Requirement | Somewhere below are a line with "pub enum Winner" and a later line with "non-draw, non-free battles;". Output exactly those lines and all lines between them.

Input material |
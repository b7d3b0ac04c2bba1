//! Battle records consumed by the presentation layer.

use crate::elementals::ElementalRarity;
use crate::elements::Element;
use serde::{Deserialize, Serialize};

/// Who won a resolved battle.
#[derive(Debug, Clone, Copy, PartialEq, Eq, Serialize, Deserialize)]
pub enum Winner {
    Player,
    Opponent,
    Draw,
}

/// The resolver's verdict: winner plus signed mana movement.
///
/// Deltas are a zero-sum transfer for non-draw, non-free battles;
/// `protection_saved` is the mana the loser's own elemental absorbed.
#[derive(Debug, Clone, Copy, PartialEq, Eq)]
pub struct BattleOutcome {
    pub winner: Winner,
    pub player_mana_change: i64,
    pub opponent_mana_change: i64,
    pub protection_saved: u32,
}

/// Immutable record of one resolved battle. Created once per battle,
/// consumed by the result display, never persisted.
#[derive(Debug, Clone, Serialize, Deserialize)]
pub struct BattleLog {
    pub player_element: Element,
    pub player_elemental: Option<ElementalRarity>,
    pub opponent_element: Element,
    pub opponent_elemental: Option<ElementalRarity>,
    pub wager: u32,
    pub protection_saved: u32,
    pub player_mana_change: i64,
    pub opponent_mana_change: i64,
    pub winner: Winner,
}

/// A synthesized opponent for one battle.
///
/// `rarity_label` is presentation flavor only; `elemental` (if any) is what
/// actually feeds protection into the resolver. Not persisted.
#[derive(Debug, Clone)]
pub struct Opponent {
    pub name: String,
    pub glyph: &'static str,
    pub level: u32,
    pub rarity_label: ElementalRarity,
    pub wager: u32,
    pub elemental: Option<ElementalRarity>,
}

Exercise answer |
pub enum Winner {
    Player,
    Opponent,
    Draw,
}

/// The resolver's verdict: winner plus signed mana movement.
///
/// Deltas are a zero-sum transfer for non-draw, non-free battles;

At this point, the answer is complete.